=== Description of the task ===
The records below are to be reproduced word for word.

=== Given records ===
· · · · · · ·

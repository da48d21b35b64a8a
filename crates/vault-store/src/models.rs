//! Domain types and their row mappings.

use chrono::{DateTime, SecondsFormat, Utc};
use serde::{Deserialize, Serialize};
use vault_database::{DatabaseError, DatabaseResult, FromRow, Row};

/// A named, reloadable snapshot of a file selection and its settings.
#[derive(Debug, Clone, PartialEq, Serialize, Deserialize)]
pub struct Workspace {
    pub id: String,
    pub name: String,
    pub folder_path: Option<String>,
    /// Opaque to the store.
    pub state: serde_json::Value,
    pub created_at: DateTime<Utc>,
    pub updated_at: DateTime<Utc>,
    pub last_accessed: DateTime<Utc>,
}

/// A file in a workspace. Content lives in the blob named by `content_hash`.
#[derive(Debug, Clone, PartialEq, Serialize, Deserialize)]
pub struct FileRecord {
    pub workspace_id: String,
    pub path: String,
    pub size: i64,
    pub is_binary: bool,
    pub token_count: Option<i64>,
    pub content_hash: String,
    pub updated_at: DateTime<Utc>,
}

/// Totals over the content-addressed blob table.
#[derive(Debug, Clone, Copy, PartialEq, Eq, Serialize, Deserialize)]
pub struct ContentStats {
    pub blob_count: i64,
    pub file_count: i64,
    pub original_bytes: i64,
    pub compressed_bytes: i64,
}

#[derive(Debug, Clone, PartialEq, Serialize, Deserialize)]
pub struct Preference {
    pub key: String,
    pub value: serde_json::Value,
    pub encrypted: bool,
    pub updated_at: DateTime<Utc>,
}

#[derive(Debug, Clone, PartialEq, Eq, Serialize, Deserialize)]
pub struct Instruction {
    pub id: String,
    pub name: String,
    pub content: String,
    pub created_at: DateTime<Utc>,
    pub updated_at: DateTime<Utc>,
}

/// Kind of mutation recorded in the audit log.
#[derive(Debug, Clone, Copy, PartialEq, Eq, Serialize, Deserialize)]
#[serde(rename_all = "UPPERCASE")]
pub enum AuditOperation {
    Insert,
    Update,
    Delete,
}

impl AuditOperation {
    pub fn as_str(&self) -> &'static str {
        match self {
            Self::Insert => "INSERT",
            Self::Update => "UPDATE",
            Self::Delete => "DELETE",
        }
    }

    pub fn parse(s: &str) -> Option<Self> {
        match s {
            "INSERT" => Some(Self::Insert),
            "UPDATE" => Some(Self::Update),
            "DELETE" => Some(Self::Delete),
            _ => None,
        }
    }
}

#[derive(Debug, Clone, PartialEq, Eq, Serialize, Deserialize)]
pub struct AuditLogEntry {
    pub id: i64,
    pub operation: AuditOperation,
    pub table_name: String,
    pub record_id: String,
    pub timestamp: DateTime<Utc>,
}

/// Current time in the fixed-width form stored in every timestamp column.
pub(crate) fn now() -> String {
    Utc::now().to_rfc3339_opts(SecondsFormat::Micros, true)
}

fn parse_datetime(column: &str, value: &str) -> DatabaseResult<DateTime<Utc>> {
    DateTime::parse_from_rfc3339(value)
        .map(|dt| dt.with_timezone(&Utc))
        .map_err(|e| DatabaseError::InvalidData(format!("{column}: {e}")))
}

pub(crate) fn datetime(row: &Row, column: &str) -> DatabaseResult<DateTime<Utc>> {
    parse_datetime(column, &row.get::<String>(column)?)
}

impl FromRow for Workspace {
    fn from_row(row: &Row) -> DatabaseResult<Self> {
        Ok(Self {
            id: row.get("id")?,
            name: row.get("name")?,
            folder_path: row.get("folder_path")?,
            state: serde_json::from_str(&row.get::<String>("state")?)?,
            created_at: datetime(row, "created_at")?,
            updated_at: datetime(row, "updated_at")?,
            last_accessed: datetime(row, "last_accessed")?,
        })
    }
}

impl FromRow for FileRecord {
    fn from_row(row: &Row) -> DatabaseResult<Self> {
        Ok(Self {
            workspace_id: row.get("workspace_id")?,
            path: row.get("path")?,
            size: row.get("size")?,
            is_binary: row.get("is_binary")?,
            token_count: row.get("token_count")?,
            content_hash: row.get("content_hash")?,
            updated_at: datetime(row, "updated_at")?,
        })
    }
}

impl FromRow for ContentStats {
    fn from_row(row: &Row) -> DatabaseResult<Self> {
        Ok(Self {
            blob_count: row.get("blob_count")?,
            file_count: row.get("file_count")?,
            original_bytes: row.get("original_bytes")?,
            compressed_bytes: row.get("compressed_bytes")?,
        })
    }
}

impl FromRow for Instruction {
    fn from_row(row: &Row) -> DatabaseResult<Self> {
        Ok(Self {
            id: row.get("id")?,
            name: row.get("name")?,
            content: row.get("content")?,
            created_at: datetime(row, "created_at")?,
            updated_at: datetime(row, "updated_at")?,
        })
    }
}

impl FromRow for AuditLogEntry {
    fn from_row(row: &Row) -> DatabaseResult<Self> {
        let operation: String = row.get("operation")?;
        Ok(Self {
            id: row.get("id")?,
            operation: AuditOperation::parse(&operation).ok_or_else(|| {
                DatabaseError::InvalidData(format!("unknown audit operation {operation}"))
            })?,
            table_name: row.get("table_name")?,
            record_id: row.get("record_id")?,
            timestamp: datetime(row, "timestamp")?,
        })
    }
}

#[cfg(test)]
mod tests {
    use super::*;

    #[test]
    fn test_timestamps_sort_lexicographically() {
        let earlier = "2024-01-02T03:04:05.000006Z";
        let later = "2024-01-02T03:04:05.000010Z";
        assert!(earlier < later);
        assert!(parse_datetime("t", earlier).unwrap() < parse_datetime("t", later).unwrap());
        assert_eq!(now().len(), earlier.len());
    }

    #[test]
    fn test_audit_timestamp_format_parses() {
        // Format written by the audit triggers.
        assert!(parse_datetime("timestamp", "2024-05-06T07:08:09.123Z").is_ok());
    }

    #[test]
    fn test_audit_operation_round_trip() {
        for op in [AuditOperation::Insert, AuditOperation::Update, AuditOperation::Delete] {
            assert_eq!(AuditOperation::parse(op.as_str()), Some(op));
        }
        assert_eq!(AuditOperation::parse("TRUNCATE"), None);
    }
}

· · · · · · ·

=== Written solution ===
repository da48d21b35b64a8a
filename crates/vault-store/src/models.rs
//! Domain types and their row mappings.

use chrono::{DateTime, SecondsFormat, Utc};
use serde::{Deserialize, Serialize};
use vault_database::{DatabaseError, DatabaseResult, FromRow, Row};

/// A named, reloadable snapshot of a file selection and its settings.
#[derive(Debug, Clone, PartialEq, Serialize, Deserialize)]
pub struct Workspace {
    pub id: String,
    pub name: String,
    pub folder_path: Option<String>,
    /// Opaque to the store.
    pub state: serde_json::Value,
    pub created_at: DateTime<Utc>,
    pub updated_at: DateTime<Utc>,
    pub last_accessed: DateTime<Utc>,
}

/// A file in a workspace. Content lives in the blob named by `content_hash`.
#[derive(Debug, Clone, PartialEq, Serialize, Deserialize)]
pub struct FileRecord {
    pub workspace_id: String,
    pub path: String,
    pub size: i64,
    pub is_binary: bool,
    pub token_count: Option<i64>,
    pub content_hash: String,
    pub updated_at: DateTime<Utc>,
}

/// Totals over the content-addressed blob table.
#[derive(Debug, Clone, Copy, PartialEq, Eq, Serialize, Deserialize)]
pub struct ContentStats {
    pub blob_count: i64,
    pub file_count: i64,
    pub original_bytes: i64,
    pub compressed_bytes: i64,
}

#[derive(Debug, Clone, PartialEq, Serialize, Deserialize)]
pub struct Preference {
    pub key: String,
    pub value: serde_json::Value,
    pub encrypted: bool,
    pub updated_at: DateTime<Utc>,
}

#[derive(Debug, Clone, PartialEq, Eq, Serialize, Deserialize)]
pub struct Instruction {
    pub id: String,
    pub name: String,
    pub content: String,
    pub created_at: DateTime<Utc>,
    pub updated_at: DateTime<Utc>,
}

/// Kind of mutation recorded in the audit log.
#[derive(Debug, Clone, Copy, PartialEq, Eq, Serialize, Deserialize)]
#[serde(rename_all = "UPPERCASE")]
pub enum AuditOperation {
    Insert,
    Update,
    Delete,
}

impl AuditOperation {
    pub fn as_str(&self) -> &'static str {
        match self {
            Self::Insert => "INSERT",
            Self::Update => "UPDATE",
            Self::Delete => "DELETE",
        }
    }

    pub fn parse(s: &str) -> Option<Self> {
        match s {
            "INSERT" => Some(Self::Insert),
            "UPDATE" => Some(Self::Update),
            "DELETE" => Some(Self::Delete),
            _ => None,
        }
    }
}

#[derive(Debug, Clone, PartialEq, Eq, Serialize, Deserialize)]
pub struct AuditLogEntry {
    pub id: i64,
    pub operation: AuditOperation,
    pub table_name: String,
    pub record_id: String,
    pub timestamp: DateTime<Utc>,
}

/// Current time in the fixed-width form stored in every timestamp column.
pub(crate) fn now() -> String {
    Utc::now().to_rfc3339_opts(SecondsFormat::Micros, true)
}

fn parse_datetime(column: &str, value: &str) -> DatabaseResult<DateTime<Utc>> {
    DateTime::parse_from_rfc3339(value)
        .map(|dt| dt.with_timezone(&Utc))
        .map_err(|e| DatabaseError::InvalidData(format!("{column}: {e}")))
}

pub(crate) fn datetime(row: &Row, column: &str) -> DatabaseResult<DateTime<Utc>> {
    parse_datetime(column, &row.get::<String>(column)?)
}

impl FromRow for Workspace {
    fn from_row(row: &Row) -> DatabaseResult<Self> {
        Ok(Self {
            id: row.get("id")?,
            name: row.get("name")?,
            folder_path: row.get("folder_path")?,
            state: serde_json::from_str(&row.get::<String>("state")?)?,
            created_at: datetime(row, "created_at")?,
            updated_at: datetime(row, "updated_at")?,
            last_accessed: datetime(row, "last_accessed")?,
        })
    }
}

impl FromRow for FileRecord {
    fn from_row(row: &Row) -> DatabaseResult<Self> {
        Ok(Self {
            workspace_id: row.get("workspace_id")?,
            path: row.get("path")?,
            size: row.get("size")?,
            is_binary: row.get("is_binary")?,
            token_count: row.get("token_count")?,
            content_hash: row.get("content_hash")?,
            updated_at: datetime(row, "updated_at")?,
        })
    }
}

impl FromRow for ContentStats {
    fn from_row(row: &Row) -> DatabaseResult<Self> {
        Ok(Self {
            blob_count: row.get("blob_count")?,
            file_count: row.get("file_count")?,
            original_bytes: row.get("original_bytes")?,
            compressed_bytes: row.get("compressed_bytes")?,
        })
    }
}

impl FromRow for Instruction {
    fn from_row(row: &Row) -> DatabaseResult<Self> {
        Ok(Self {
            id: row.get("id")?,
            name: row.get("name")?,
            content: row.get("content")?,
            created_at: datetime(row, "created_at")?,
            updated_at: datetime(row, "updated_at")?,
        })
    }
}

impl FromRow for AuditLogEntry {
    fn from_row(row: &Row) -> DatabaseResult<Self> {
        let operation: String = row.get("operation")?;
        Ok(Self {
            id: row.get("id")?,
            operation: AuditOperation::parse(&operation).ok_or_else(|| {
                DatabaseError::InvalidData(format!("unknown audit operation {operation}"))
            })?,
            table_name: row.get("table_name")?,
            record_id: row.get("record_id")?,
            timestamp: datetime(row, "timestamp")?,
        })
    }
}

#[cfg(test)]
mod tests {
    use super::*;

    #[test]
    fn test_timestamps_sort_lexicographically() {
        let earlier = "2024-01-02T03:04:05.000006Z";
        let later = "2024-01-02T03:04:05.000010Z";
        assert!(earlier < later);
        assert!(parse_datetime("t", earlier).unwrap() < parse_datetime("t", later).unwrap());
        assert_eq!(now().len(), earlier.len());
    }

    #[test]
    fn test_audit_timestamp_format_parses() {
        // Format written by the audit triggers.
        assert!(parse_datetime("timestamp", "2024-05-06T07:08:09.123Z").is_ok());
    }

    #[test]
    fn test_audit_operation_round_trip() {
        for op in [AuditOperation::Insert, AuditOperation::Update, AuditOperation::Delete] {
            assert_eq!(AuditOperation::parse(op.as_str()), Some(op));
        }
        assert_eq!(AuditOperation::parse("TRUNCATE"), None);
    }
}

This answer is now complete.